Canada's evangelical TV network can no longer promise God will buy you a colour TV or Mercedes Benz if you donate to them. Miracle Channel told to repent, on pain of losing licence

The Miracle Channel, a religious television station that has come under fire for its on-air fundraising campaigns, could lose its broadcast licence in the future if it doesn't follow new rules on how donations are solicited.

The channel's revised fundraising policy sets out examples of appropriate statements that can be made on air.
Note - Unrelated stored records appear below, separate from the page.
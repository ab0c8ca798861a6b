//! In-memory monitoring API (no remote system)
//!
//! Keeps services and submitted check results in memory and counts every
//! call. It's useful for:
//! - Dry runs of the bridge without an Icinga2 instance
//! - Testing the registry and dispatcher without HTTP
//!
//! Failures can be injected per operation to exercise error paths.
//!
//! A dry-run instance only logs check results; memory then grows with the
//! number of distinct services, not with the number of metrics.

use std::collections::{HashMap, HashSet};
use std::sync::Mutex;
use std::time::Duration;

use async_trait::async_trait;
use tracing::{debug, info};

use super::error::{ApiError, ApiResult};
use super::{MonitoringApi, Service};
use crate::ServiceIdentity;
use crate::result::CheckResult;

/// Number of calls made per operation
#[derive(Debug, Clone, Copy, Default, PartialEq, Eq)]
pub struct CallCounts {
    pub lookups: usize,
    pub creates: usize,
    pub submissions: usize,
}

impl CallCounts {
    pub fn total(&self) -> usize {
        self.lookups + self.creates + self.submissions
    }
}

#[derive(Debug, Default)]
struct State {
    services: HashMap<ServiceIdentity, Service>,
    results: Vec<(ServiceIdentity, CheckResult)>,
    calls: CallCounts,
    fail_lookups: bool,
    fail_creates: bool,
    failing_submissions: HashSet<ServiceIdentity>,
    closed: bool,
}

/// Monitoring API kept entirely in memory
#[derive(Debug, Default)]
pub struct MemoryApi {
    state: Mutex<State>,

    /// Artificial delay applied to every call
    latency: Option<Duration>,

    /// Log submitted check results without keeping them
    log_only: bool,
}

impl MemoryApi {
    pub fn new() -> Self {
        Self::default()
    }

    /// Instance for dry runs: check results are logged and dropped.
    pub fn dry_run() -> Self {
        Self {
            log_only: true,
            ..Self::default()
        }
    }

    /// Delay every call, to widen race windows in tests.
    pub fn with_latency(mut self, latency: Duration) -> Self {
        self.latency = Some(latency);
        self
    }

    pub fn with_service(self, service: Service) -> Self {
        self.lock().services.insert(service.identity(), service);
        self
    }

    /// Make every lookup fail with a transport error.
    pub fn fail_lookups(&self, fail: bool) {
        self.lock().fail_lookups = fail;
    }

    /// Make every create fail with a server error.
    pub fn fail_creates(&self, fail: bool) {
        self.lock().fail_creates = fail;
    }

    /// Reject check results submitted for `identity`.
    pub fn fail_submissions_for(&self, identity: ServiceIdentity) {
        self.lock().failing_submissions.insert(identity);
    }

    pub fn calls(&self) -> CallCounts {
        self.lock().calls
    }

    pub fn service(&self, identity: &ServiceIdentity) -> Option<Service> {
        self.lock().services.get(identity).cloned()
    }

    pub fn service_count(&self) -> usize {
        self.lock().services.len()
    }

    /// Submitted check results in submission order (always empty for a dry run)
    pub fn results(&self) -> Vec<(ServiceIdentity, CheckResult)> {
        self.lock().results.clone()
    }

    fn lock(&self) -> std::sync::MutexGuard<'_, State> {
        // a poisoned lock only means a test panicked while holding it
        self.state.lock().unwrap_or_else(|e| e.into_inner())
    }

    async fn delay(&self) {
        if let Some(latency) = self.latency {
            tokio::time::sleep(latency).await;
        }
    }
}

#[async_trait]
impl MonitoringApi for MemoryApi {
    async fn get_service(&self, identity: &ServiceIdentity) -> ApiResult<Option<Service>> {
        self.delay().await;
        let mut state = self.lock();
        if state.closed {
            return Err(ApiError::Closed);
        }
        state.calls.lookups += 1;

        if state.fail_lookups {
            return Err(ApiError::Request(format!("lookup of {identity} timed out")));
        }

        Ok(state.services.get(identity).cloned())
    }

    async fn create_service(&self, service: &Service) -> ApiResult<()> {
        self.delay().await;
        let mut state = self.lock();
        if state.closed {
            return Err(ApiError::Closed);
        }
        state.calls.creates += 1;

        if state.fail_creates {
            return Err(ApiError::UnexpectedStatus {
                status: 500,
                body: "object could not be created".to_string(),
            });
        }

        let identity = service.identity();
        if state.services.contains_key(&identity) {
            return Err(ApiError::UnexpectedStatus {
                status: 500,
                body: format!("object {identity} already exists"),
            });
        }

        debug!("created service {identity}");
        state.services.insert(identity, service.clone());
        Ok(())
    }

    async fn process_check_result(
        &self,
        identity: &ServiceIdentity,
        result: &CheckResult,
    ) -> ApiResult<()> {
        self.delay().await;
        let mut state = self.lock();
        if state.closed {
            return Err(ApiError::Closed);
        }
        state.calls.submissions += 1;

        if state.failing_submissions.contains(identity) {
            return Err(ApiError::UnexpectedStatus {
                status: 500,
                body: format!("check result for {identity} rejected"),
            });
        }

        if !state.services.contains_key(identity) {
            return Err(ApiError::UnexpectedStatus {
                status: 404,
                body: "no objects found".to_string(),
            });
        }

        info!(
            "{identity}: exit_status={} output=\"{}\" perfdata={:?}",
            result.exit_status as u8, result.plugin_output, result.performance_data
        );
        if !self.log_only {
            state.results.push((identity.clone(), result.clone()));
        }
        Ok(())
    }

    async fn close(&self) -> ApiResult<()> {
        let mut state = self.lock();
        if state.closed {
            return Err(ApiError::Closed);
        }
        state.closed = true;
        Ok(())
    }
}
Hosts are allowed to make comments such as: "We ask you to consider the best gift that you are able to pledge at this time." They are not allowed to say: "If you don't give today, you are robbing God and could go bankrupt."

The document also states "fundraising appeals must not create unrealistic donor expectations of what a donor's gift will actually accomplish." Allowable phrases include: "We believe that as you give, God will bless you in your area of need." The new policy does not allow statements such as: "Because you gave a gift of this amount, God says you will see your income double this month."


Guess they will just have to play more Janis Joplin ads on air.


Oh lord, wont you buy me a mercedes benz ?
My friends all drive porsches, I must make amends.
Worked hard all my lifetime, no help from my friends,
So lord, wont you buy me a mercedes benz ?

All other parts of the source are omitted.